Siegeschancen des Front National schrumpfen
Der "Front National" (FN) könnte diesen Sonntag, im zweiten Durchgang der französischen Regionalwahlen, doch noch scheitern. Die Nationalisten siegten zwar im ersten Wahlgang: Sie gelangten in sechs von dreizehn Großregionen auf Platz eins. Jetzt aber zeichnet sich eine parteiübergreifende Wählerströmung ab, die den FN um den eigentlichen Sieg, nämlich die nötige Mandatsmehrheit für künftige Regionalregierungen, bringen könnte.
Ausgerechnet in den beiden Regionen, in denen die zwei Idole des FN kandidieren, zeichnet sich seine Niederlage, wenn auch auf hohem Niveau ab. Zwar konnten im ersten Wahlgang die FN-Vorsitzende Marine Le Pen in Nord-Frankreich und ihre Nichte Marion Marechal-Le Pen im Südosten jeweils 40,6 Prozent erringen, womit sich die Umfragen bestätigten. Dieselben Meinungsforscher kündigen aber jetzt das Scheitern des Duos mit 47 zu 53 Prozent im Duell mit den Kandidaten der bürgerlichen "Republikaner" an.
Auslöser dieses Trends war die Entscheidung der Sozialisten, in diesen beiden Regionen auf ihre weitere Kandidatur zu verzichten, um die im ersten Wahlgang jeweils zweitgereihten bürgerlichen Listen in der Stichwahl zu begünstigen und so den Sieg der Nationalisten zu verhindern.
Die Rechten verhindern
SP-Premier Manuel Valls appelliert an die eigenen Wähler in den drei Regionen, in denen die Linke im ersten Wahlgang klar abgeschlagen wurde, jetzt für die bürgerlichen Listen zu stimmen: "Wenn es um Frankreich und unserer Republik geht, dürfen wir nicht zögern. Wir müssen für jene stimmen, die diese Werte vertreten. Der Front National ist eine Mogelpackung, die unser Land ruinieren würde."
Appelle von Spitzenpolitikern haben aber in der Bevölkerung heute nur mehr wenig Gewicht. Wenn es sich also trotzdem erweisen sollte, dass neuerlich eine Wähler-Mehrheit gegen den FN zustande käme, so läge das vor allem an der demokratischen Reaktionsbereitschaft vieler Franzosen, durch die schon bei früheren Wahlen die Nationalisten abgeblockt wurden.

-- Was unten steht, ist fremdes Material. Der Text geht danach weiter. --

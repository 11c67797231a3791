//! SQLite-backed dedup and state store.
//!
//! Exclusive owner of all durable state: captured messages, incidents,
//! participant snapshots, scan run records, and the processed-marker
//! ledger that is the dedup source of truth across restarts.
//!
//! All access goes through a single background connection; every write is
//! an auto-committing statement or a small batch transaction. No
//! transaction ever spans an external call.

use chrono::{DateTime, Duration, Utc};
use rusqlite::{params, OptionalExtension};
use std::collections::HashSet;
use std::path::Path;
use tokio_rusqlite::Connection;
use tracing::{debug, info};

use crate::error::ScanError;
use crate::models::{
    CapturedMessage, Incident, IncidentStatus, ParticipantReport, ScanRun, ScanStats, ScanStatus,
    Severity, IncidentCategory,
};

/// Schema, applied idempotently at open.
///
/// Convention notes:
/// - Timestamps are RFC 3339 TEXT in UTC.
/// - `processed_messages` is the dedup ledger: a row means the message was
///   part of a successfully classified chunk and must never be resubmitted.
const SCHEMA_SQL: &str = r#"
PRAGMA journal_mode = WAL;
PRAGMA foreign_keys = ON;
PRAGMA synchronous = NORMAL;

CREATE TABLE IF NOT EXISTS messages (
    id INTEGER PRIMARY KEY AUTOINCREMENT,
    chat_id INTEGER NOT NULL,
    message_id INTEGER NOT NULL,
    sender_id INTEGER,
    sender_handle TEXT,
    text TEXT,
    has_voice INTEGER NOT NULL DEFAULT 0,
    voice_transcript TEXT,
    timestamp TEXT NOT NULL,
    collected_at TEXT NOT NULL DEFAULT (strftime('%Y-%m-%dT%H:%M:%fZ', 'now')),
    UNIQUE(chat_id, message_id)
);
CREATE INDEX IF NOT EXISTS idx_message_timestamp ON messages(chat_id, timestamp);

CREATE TABLE IF NOT EXISTS incidents (
    id INTEGER PRIMARY KEY AUTOINCREMENT,
    message_id INTEGER NOT NULL,
    chat_id INTEGER NOT NULL,
    chat_name TEXT NOT NULL,
    sender_id INTEGER,
    sender_handle TEXT,
    category TEXT NOT NULL,
    severity TEXT NOT NULL,
    description TEXT NOT NULL,
    confidence REAL NOT NULL,
    status TEXT NOT NULL DEFAULT 'new',
    detected_at TEXT NOT NULL,
    resolved_at TEXT,
    resolved_by INTEGER,
    FOREIGN KEY (chat_id, message_id) REFERENCES messages(chat_id, message_id)
);
CREATE INDEX IF NOT EXISTS idx_incident_status ON incidents(status, severity);
CREATE INDEX IF NOT EXISTS idx_incident_chat ON incidents(chat_id, detected_at);

CREATE TABLE IF NOT EXISTS participants (
    id INTEGER PRIMARY KEY AUTOINCREMENT,
    chat_id INTEGER NOT NULL,
    user_id INTEGER NOT NULL,
    handle TEXT,
    first_name TEXT,
    last_name TEXT,
    is_bot INTEGER NOT NULL DEFAULT 0,
    classification TEXT NOT NULL CHECK (classification IN ('ok', 'missing', 'extra')),
    snapshot_at TEXT NOT NULL,
    UNIQUE(chat_id, user_id, snapshot_at)
);
CREATE INDEX IF NOT EXISTS idx_participant_chat ON participants(chat_id, snapshot_at);

CREATE TABLE IF NOT EXISTS scan_runs (
    id INTEGER PRIMARY KEY AUTOINCREMENT,
    start_time TEXT NOT NULL,
    end_time TEXT,
    chats_scanned INTEGER NOT NULL DEFAULT 0,
    messages_processed INTEGER NOT NULL DEFAULT 0,
    voices_transcribed INTEGER NOT NULL DEFAULT 0,
    incidents_found INTEGER NOT NULL DEFAULT 0,
    status TEXT NOT NULL DEFAULT 'running',
    error_message TEXT,
    duration_seconds REAL
);
CREATE INDEX IF NOT EXISTS idx_scan_date ON scan_runs(start_time);

CREATE TABLE IF NOT EXISTS processed_messages (
    chat_id INTEGER NOT NULL,
    message_id INTEGER NOT NULL,
    processed_at TEXT NOT NULL,
    PRIMARY KEY (chat_id, message_id)
);
CREATE INDEX IF NOT EXISTS idx_processed_at ON processed_messages(processed_at);
"#;
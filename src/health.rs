//! Periodic health sweep over the three critical dependencies.

use std::sync::Arc;
use std::time::Duration;
use tokio::time::timeout;
use tracing::{info, warn};

use crate::sources::{MessageSource, NotificationSink};
use crate::store::StateStore;

pub struct HealthMonitor {
    source: Arc<dyn MessageSource>,
    notifier: Arc<dyn NotificationSink>,
    store: StateStore,
    probe_timeout: Duration,
    admin_recipient: i64,
}

impl HealthMonitor {
    pub fn new(
        source: Arc<dyn MessageSource>,
        notifier: Arc<dyn NotificationSink>,
        store: StateStore,
        probe_timeout: Duration,
        admin_recipient: i64,
    ) -> Self {
        Self {
            source,
            notifier,
            store,
            probe_timeout,
            admin_recipient,
        }
    }

    /// Probe the message source, notification channel, and state store
    /// concurrently. Each probe has its own timeout so one hung dependency
    /// cannot mask the others. Returns the list of failing components.
    pub async fn sweep(&self) -> Vec<String> {
        let source_probe = timeout(self.probe_timeout, self.source.is_connected());
        let notifier_probe = timeout(self.probe_timeout, self.notifier.ping());
        let store_probe = timeout(self.probe_timeout, self.store.probe());

        let (source_ok, notifier_ok, store_ok) =
            tokio::join!(source_probe, notifier_probe, store_probe);

        let mut failures = Vec::new();
        if !matches!(source_ok, Ok(true)) {
            failures.push("message source".to_string());
        }
        if !matches!(notifier_ok, Ok(true)) {
            failures.push("notification channel".to_string());
        }
        if !matches!(store_ok, Ok(Ok(()))) {
            failures.push("state store".to_string());
        }

        if failures.is_empty() {
            info!("Health sweep: all components healthy");
        } else {
            warn!("Health sweep: {} failing: {}", failures.len(), failures.join(", "));
            if let Err(e) = self
                .notifier
                .notify_health_alert(self.admin_recipient, &failures)
                .await
            {
                warn!("Failed to dispatch health alert: {}", e);
            }
        }

        failures
    }
}

#[cfg(test)]
mod tests {
    use super::*;
    use crate::error::ScanError;
    use crate::models::{CapturedMessage, GlobalReport, Incident, ParticipantReport};
    use async_trait::async_trait;
    use std::path::PathBuf;
    use std::sync::atomic::{AtomicUsize, Ordering};
    use std::sync::Mutex;

    struct ProbeSource {
        connected: bool,
    }

    #[async_trait]
    impl MessageSource for ProbeSource {
        async fn collect(
            &self,
            _chat_id: i64,
            _lookback: Duration,
        ) -> Result<Vec<CapturedMessage>, ScanError> {
            Ok(Vec::new())
        }

        async fn chat_title(&self, chat_id: i64) -> Result<String, ScanError> {
            Ok(format!("Chat {}", chat_id))
        }

        async fn download_voice(
            &self,
            _chat_id: i64,
            _message_id: i64,
            _timeout: Duration,
            _max_bytes: u64,
        ) -> Result<Option<PathBuf>, ScanError> {
            Ok(None)
        }

        async fn is_connected(&self) -> bool {
            self.connected
        }
    }

    struct ProbeNotifier {
        up: bool,
        alerts: Mutex<Vec<Vec<String>>>,
        pings: AtomicUsize,
    }

    impl ProbeNotifier {
        fn new(up: bool) -> Self {
            Self {
                up,
                alerts: Mutex::new(Vec::new()),
                pings: AtomicUsize::new(0),
            }
        }
    }

    #[async_trait]
    impl NotificationSink for ProbeNotifier {
        async fn notify_incident(
            &self,
            _recipient: i64,
            _incident: &Incident,
        ) -> Result<(), ScanError> {
            Ok(())
        }

        async fn notify_summary(
            &self,
            _recipient: i64,
            _report: &GlobalReport,
        ) -> Result<(), ScanError> {
            Ok(())
        }

        async fn notify_health_alert(
            &self,
            _recipient: i64,
            failures: &[String],
        ) -> Result<(), ScanError> {
            self.alerts.lock().unwrap().push(failures.to_vec());
            Ok(())
        }

        async fn ping(&self) -> bool {
            self.pings.fetch_add(1, Ordering::SeqCst);
            self.up
        }
    }

    async fn sweep_with(connected: bool, notifier_up: bool) -> (Vec<String>, Arc<ProbeNotifier>) {
        let notifier = Arc::new(ProbeNotifier::new(notifier_up));
        let monitor = HealthMonitor::new(
            Arc::new(ProbeSource { connected }),
            notifier.clone(),
            StateStore::open_in_memory().await.unwrap(),
            Duration::from_secs(5),
            42,
        );
        (monitor.sweep().await, notifier)
    }

    #[tokio::test]
    async fn healthy_sweep_sends_no_alert() {
        let (failures, notifier) = sweep_with(true, true).await;
        assert!(failures.is_empty());
        assert!(notifier.alerts.lock().unwrap().is_empty());
        assert_eq!(notifier.pings.load(Ordering::SeqCst), 1);
    }

    #[tokio::test]
    async fn failing_source_triggers_alert() {
        let (failures, notifier) = sweep_with(false, true).await;
        assert_eq!(failures, vec!["message source".to_string()]);
        let alerts = notifier.alerts.lock().unwrap();
        assert_eq!(alerts.len(), 1);
        assert_eq!(alerts[0], vec!["message source".to_string()]);
    }

    #[tokio::test]
    async fn multiple_failures_are_reported_together() {
        let (failures, _notifier) = sweep_with(false, false).await;
        assert_eq!(
            failures,
            vec![
                "message source".to_string(),
                "notification channel".to_string()
            ]
        );
    }
}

Dabei versucht Marine Le Pen in Nordfrankreich, einer historischen Bastion der linken Arbeiterbewegung, mit sozial-nationaler Propaganda die enttäuschten linken Stammwähler anzusprechen. Über ihren bürgerlichen Gegner sagte sie: "Er will den Tod der Armen und die Jagd auf die Notstandshilfe-Empfänger eröffnen."
Die meisten Siegesschancen bewahrt der FN im sogenannten "Großen Osten". In dieser Region, die die Champagne, die Ardennen, Lothringen und das Elsass umfasst, widersetzte sich der örtliche SP-Spitzenkandidat der Anweisung aus Paris und beharrte auf seiner weiteren Kandidatur. Im ersten Wahlgang kam der FN dort auf 36, die Bürgerlichen auf 25 und die SP nur auf 15 Prozent. Ohne einen gehörigen Teil der SP-Stimmen wird es für die bürgerliche Liste schwer, ihren Rückstand gegenüber dem FN wettzumachen.
Der örtliche Spitzenkandidat des FN, Florian Philippot, steht für eine besonders scharfe Ablehnung der EU und des Euro, die auch im FN nicht von allen geteilt wird. Dass ausgerechnet er den Regionalvorsitz in der EU-Zweithauptstadt Straßburg übernehmen könnte, wirkt befremdlich.